Work request
Lines with the word "Local" in them must be copied from the records below.

Records shown
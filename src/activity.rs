//! Outbound activity notifications.
//!
//! A won round is reported to an external streak/activity collaborator.
//! The report is fire-and-forget: it runs after the engine has committed
//! the Won state, and no implementation may fail the caller.

use chrono::Local;

#[derive(Clone, Copy, Debug, PartialEq, Eq)]
pub enum ActivityKind {
    Game,
}

impl ActivityKind {
    #[must_use]
    pub fn as_str(self) -> &'static str {
        match self {
            Self::Game => "game",
        }
    }
}

pub trait ActivityReporter {
    /// Records one activity event for `user_id`. Implementations handle
    /// their own failures; none are surfaced to the game.
    fn report_activity(&mut self, user_id: &str, kind: ActivityKind);
}

/// Reporter that writes the event to the log, date-stamped the way the
/// backend keys its streak updates. Stands in for the HTTP collaborator.
pub struct LogReporter;

impl ActivityReporter for LogReporter {
    fn report_activity(&mut self, user_id: &str, kind: ActivityKind) {
        log::info!(
            "activity: user={user_id} kind={} date={}",
            kind.as_str(),
            Local::now().format("%Y-%m-%d")
        );
    }
}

Answer for the task
use chrono::Local;
            Local::now().format("%Y-%m-%d")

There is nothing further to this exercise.